Rapidez e precisão contra picadas de animais venenosos

Deparar-se com aranhas, escorpiões e serpentes enquanto se mexe nos entulhos da casa ou se caminha pela floresta é sempre uma desagradável surpresa. Em caso de picada, além da dor, a vítima sofre com um tratamento impreciso e cheio de efeitos colaterais, que pode, em casos extremos, levar à morte. A fim de minimizar esse sofrimento, foi desenvolvido na Fundação Ezequiel Dias um diagnóstico mais rápido e preciso para identificar picadas de animais peçonhentos.

O escorpião-amarelo ( Tityus serrulatus ) é considerado o mais perigoso do Brasil. O país registra 8 mil casos anuais de picadas por escorpiões

O método se baseia em um exame laboratorial: uma amostra do sangue da vítima é centrifugada para que se identifique em seu plasma o tipo de veneno inoculado. Anticorpos eqüinos específicos são então misturados à amostra do plasma humano numa reação em que é acrescentada uma enzima corante. Quanto maior for a quantidade de veneno inoculada na vítima, mais intensa será sua reação com o anticorpo e mais escura ficará a mistura. A identificação do tipo e da quantidade de veneno leva cerca de 1h30.

Sem o diagnóstico, é preciso esperar os sintomas do envenenamento surgirem, o que pode durar horas, segundo Carlos Olortegui, professor da Universidade Federal de Minas Gerais que realizou o estudo. “Perde-se mais tempo para dar entrada no hospital do que para administrar o soro, cujo tempo de aplicação varia em função da necessidade do paciente”, afirma. Por isso, a precisão no novo diagnóstico favorece a administração precisa da soroterapia.

 

A surucucu é a maior serpente peçonhenta das Américas (acima, a subespécie Laachesis muta muta ). O Brasil registra 20 mil picadas de serpentes por ano

A soroterapia é considerada a única técnica capaz de salvar uma vitima de serpentes, aranhas ou escorpiões. Primeiramente, o veneno do animal peçonhento é introduzido em cavalos, para que produzam anticorpos.
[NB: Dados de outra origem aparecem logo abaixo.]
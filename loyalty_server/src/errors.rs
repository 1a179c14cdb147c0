use actix_web::{
    error::ResponseError,
    http::{header::ContentType, StatusCode},
    HttpResponse,
};
use log::error;
use loyalty_engine::{LedgerError, OrderServiceError};
use thiserror::Error;

#[derive(Debug, Error)]
pub enum ServerError {
    #[error("Could not initialize server. {0}")]
    InitializeError(String),
    #[error("An error occurred on the backend of the server. {0}")]
    BackendError(String),
    #[error("Could not read request body: {0}")]
    InvalidRequestBody(String),
    #[error("An I/O error happened in the server. {0}")]
    IOError(#[from] std::io::Error),
    #[error("Invalid server configuration. {0}")]
    ConfigurationError(String),
    #[error("Authentication Error. {0}")]
    AuthenticationError(#[from] AuthError),
    #[error("The login '{0}' is already taken")]
    LoginTaken(String),
    #[error("{0}")]
    Conflict(String),
    #[error("{0}")]
    UnprocessableOrderNumber(String),
    #[error("Insufficient balance")]
    InsufficientBalance,
}

impl ResponseError for ServerError {
    fn status_code(&self) -> StatusCode {
        match self {
            Self::InvalidRequestBody(_) => StatusCode::BAD_REQUEST,
            Self::AuthenticationError(e) => match e {
                AuthError::TokenIssue(_) => StatusCode::INTERNAL_SERVER_ERROR,
                _ => StatusCode::UNAUTHORIZED,
            },
            Self::LoginTaken(_) => StatusCode::CONFLICT,
            Self::Conflict(_) => StatusCode::CONFLICT,
            Self::UnprocessableOrderNumber(_) => StatusCode::UNPROCESSABLE_ENTITY,
            Self::InsufficientBalance => StatusCode::PAYMENT_REQUIRED,
            Self::InitializeError(_) => StatusCode::INTERNAL_SERVER_ERROR,
            Self::BackendError(_) => StatusCode::INTERNAL_SERVER_ERROR,
            Self::IOError(_) => StatusCode::INTERNAL_SERVER_ERROR,
            Self::ConfigurationError(_) => StatusCode::INTERNAL_SERVER_ERROR,
        }
    }

    fn error_response(&self) -> HttpResponse {
        let status = self.status_code();
        // Backend details stay in the log
        let message = if status == StatusCode::INTERNAL_SERVER_ERROR {
            error!("💻️ {self}");
            "Internal server error".to_string()
        } else {
            self.to_string()
        };
        HttpResponse::build(status)
            .insert_header(ContentType::json())
            .body(serde_json::json!({ "error": message }).to_string())
    }
}

#[derive(Debug, Clone, Error)]
pub enum AuthError {
    #[error("No session token was found in the request. Please log in first.")]
    MissingToken,
    #[error("The session token is invalid. {0}")]
    InvalidToken(String),
    #[error("Invalid login or password")]
    InvalidCredentials,
    #[error("Could not issue a session token. {0}")]
    TokenIssue(String),
}

impl From<LedgerError> for ServerError {
    fn from(e: LedgerError) -> Self {
        match e {
            LedgerError::LoginTaken(login) => Self::LoginTaken(login),
            LedgerError::DuplicateOrder(n) => Self::Conflict(format!("Order {n} has already been uploaded")),
            LedgerError::InsufficientBalance { .. } => Self::InsufficientBalance,
            LedgerError::WithdrawalNumberInUse(n) => {
                Self::UnprocessableOrderNumber(format!("Order number {n} cannot be used for a withdrawal"))
            },
            LedgerError::InvalidAmount(p) => Self::InvalidRequestBody(format!("The amount must be positive, not {p}")),
            e => Self::BackendError(e.to_string()),
        }
    }
}

impl From<OrderServiceError> for ServerError {
    fn from(e: OrderServiceError) -> Self {
        match e {
            OrderServiceError::EmptyOrderNumber => Self::InvalidRequestBody(e.to_string()),
            OrderServiceError::InvalidOrderNumber(_) => Self::UnprocessableOrderNumber(e.to_string()),
            OrderServiceError::OrderOwnedByAnotherUser(_) => Self::Conflict(e.to_string()),
            OrderServiceError::InvalidAmount(_) => Self::InvalidRequestBody(e.to_string()),
            OrderServiceError::Dispatch(_) => Self::BackendError(e.to_string()),
            OrderServiceError::Ledger(e) => e.into(),
        }
    }
}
O soro do cavalo, após purificação parcial, é então aplicado no homem para reagir com o veneno e neutralizá-lo.

 

Cerca de 40% das pessoas submetidas à soroterapia tradicional sofrem reações, decorrentes da administração do antídoto, como o choque anafilático e a “doença do soro” . Isso pode ocorrer primeiramente porque o diagnóstico é realizado a partir dos sintomas, sem levar em conta a quantidade de veneno inoculado ou a identificação específica do animal que picou a vítima. Além disso, apenas uma pequena parcela do soro do cavalo contém anticorpos próprios para o veneno. Todo o resto não age diretamente no combate ao veneno e prejudica o tratamento.

O perigo da superdosagem pode ser superado no novo diagnóstico, pois a análise laboratorial aponta a quantidade exata da peçonha inoculada e determina assim a dose correta do soro a ser aplicada. Outra vantagem do método é o baixo custo: “os reagentes usados nas análises são nacionais”, justifica Olortegui. Já existe uma proposta de distribuição de kits-diagnóstico para unidades de saúde de regiões onde o índice de acidentes com animais peçonhentos é alto. No entanto, a técnica precisa ser avaliada pelo Ministério da Saúde antes da implantação definitiva.

Embora o novo método seja valioso para os casos mais graves, 85% das picadas de animais peçonhentos são consideradas leves e o tratamento pode ser feito por analgésicos. No Brasil, 20 mil pessoas são picadas por serpentes, 8 mil por escorpiões e 5 mil por aranhas todo ano.